Im Bericht sollte u.a. inhaltlich geklärt werden, ob in einem Fall aus dem Jahr 2010 ein involvierter Polizist allenfalls befangen war und hätte in den Ausstand treten müssen. Zudem wurde Hanspeter Uster beauftragt, den Umgang von Kantonspolizei, Sicherheitsdirektion (der die Kantonspolizei unterstellt ist) und Regierungsrat (dem die verfassungsmässige Aufsicht über die Kantonsverwaltung zukommt) mit Fragen zu Befangenheit und Ausstand in diesem Fall zu beurteilen.
In seinem Bericht empfiehlt der Experte, die Frage des damaligen Ausstands wegen möglichen Wechselwirkungen zu hängigen Strafverfahren erst nach dem rechtskräftigen Abschluss der Strafverfahren zu klären.
Zuhanden des Obergerichts als Fachaufsicht über die Staatsanwaltschaft schlägt der Experte vor, die Ausstands-Weisung der Staatsanwaltschaft zu den Ausstandsregeln dahingehend zu präzisieren, dass Polizeiangehörige Ausstandsgründe unverzüglich auf dem Dienstweg der Staatsanwaltschaft mitzuteilen haben.

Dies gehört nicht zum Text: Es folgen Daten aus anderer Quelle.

//! Error types for gattlink-core.
//!
//! # Where errors surface
//!
//! | Operation | Failure is... |
//! |-----------|---------------|
//! | Keep-alive probe tick | logged at debug level, counted, never surfaced |
//! | Descriptor write during disconnect | logged as a warning, published as an event, never surfaced |
//! | Service or characteristic discovery | surfaced to every observer of that discovery attempt |
//! | Explicit enable/disable of notifications | returned to the caller |
//!
//! Errors are `Clone` because one discovery failure is replayed to all of
//! its observers.

use std::time::Duration;

use thiserror::Error;
use uuid::Uuid;

use gattlink_types::CharacteristicId;

/// Failures reported by the underlying BLE stack.
///
/// This enum is marked `#[non_exhaustive]` to allow adding new variants
/// in future versions without breaking downstream code.
#[derive(Debug, Clone, PartialEq, Eq, Error)]
#[non_exhaustive]
pub enum TransportError {
    /// The stack gave up waiting for the peripheral.
    #[error("request timed out")]
    Timeout,

    /// The link to the peripheral was lost.
    #[error("link lost")]
    LinkLost,

    /// The peripheral rejected the request (e.g. a descriptor write).
    #[error("request rejected: {0}")]
    Rejected(String),

    /// The stack does not support the request.
    #[error("unsupported: {0}")]
    Unsupported(String),

    /// Any other platform error.
    #[error("{0}")]
    Other(String),
}

/// Errors that can occur while managing a peripheral connection.
///
/// This enum is marked `#[non_exhaustive]` to allow adding new error variants
/// in future versions without breaking downstream code.
#[derive(Debug, Clone, Error)]
#[non_exhaustive]
pub enum Error {
    /// The transport failed while performing an operation.
    #[error("Transport error during '{operation}': {source}")]
    Transport {
        /// The operation that failed.
        operation: String,
        /// The transport failure.
        #[source]
        source: TransportError,
    },

    /// Operation timed out.
    #[error("Operation '{operation}' timed out after {duration:?}")]
    Timeout {
        /// The operation that timed out.
        operation: String,
        /// The timeout duration.
        duration: Duration,
    },

    /// Operation attempted while not connected.
    #[error("Not connected to device")]
    NotConnected,

    /// The characteristic does not support the requested operation.
    #[error("Characteristic {id} does not support {operation}")]
    NotSupported {
        /// The characteristic.
        id: CharacteristicId,
        /// What was attempted.
        operation: String,
    },

    /// No service with this UUID was discovered.
    #[error("Service not found: {0}")]
    ServiceNotFound(Uuid),

    /// The service has no characteristic with this UUID.
    #[error("Characteristic not found: {uuid} in service {service}")]
    CharacteristicNotFound {
        /// The owning service.
        service: Uuid,
        /// The characteristic that was looked up.
        uuid: Uuid,
    },

    /// The dispatch context shut down before running the job.
    #[error("Dispatch context closed")]
    DispatcherClosed,

    /// Invalid configuration provided.
    #[error("Invalid configuration: {0}")]
    InvalidConfig(String),

    /// Operation was cancelled.
    #[error("Operation cancelled")]
    Cancelled,
}

impl Error {
    /// Create a transport error with operation context.
    pub fn transport(operation: impl Into<String>, source: TransportError) -> Self {
        Self::Transport {
            operation: operation.into(),
            source,
        }
    }

    /// Create a timeout error with operation context.
    pub fn timeout(operation: impl Into<String>, duration: Duration) -> Self {
        Self::Timeout {
            operation: operation.into(),
            duration,
        }
    }

    /// Create a configuration error.
    pub fn invalid_config(message: impl Into<String>) -> Self {
        Self::InvalidConfig(message.into())
    }

    /// Whether the failure came from the peripheral or the link rather than
    /// from local state.
    pub fn is_link_failure(&self) -> bool {
        matches!(self, Error::Transport { .. } | Error::Timeout { .. })
    }
}

/// Result type alias using gattlink-core's Error type.
pub type Result<T> = std::result::Result<T, Error>;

Der Regierungsrat nimmt den Bericht zur Kenntnis. Die Staatspolitische Kommission wurde am Dienstag, 8. September 2015, durch Hanspeter Uster und den Regierungsrat über den Bericht und das weitere Vorgehen informiert. Wie vom Experten empfohlen, hat der Regierungsrat entschieden, das Audit bis zum rechtskräftigen Abschluss der Strafverfahren zu sistieren und mit dem Obergericht Kontakt aufzunehmen mit dem Ersuchen, die Ausstands-Weisung anzupassen. Der Bericht kann im vollen Wortlaut unter www.ur.ch heruntergeladen werden.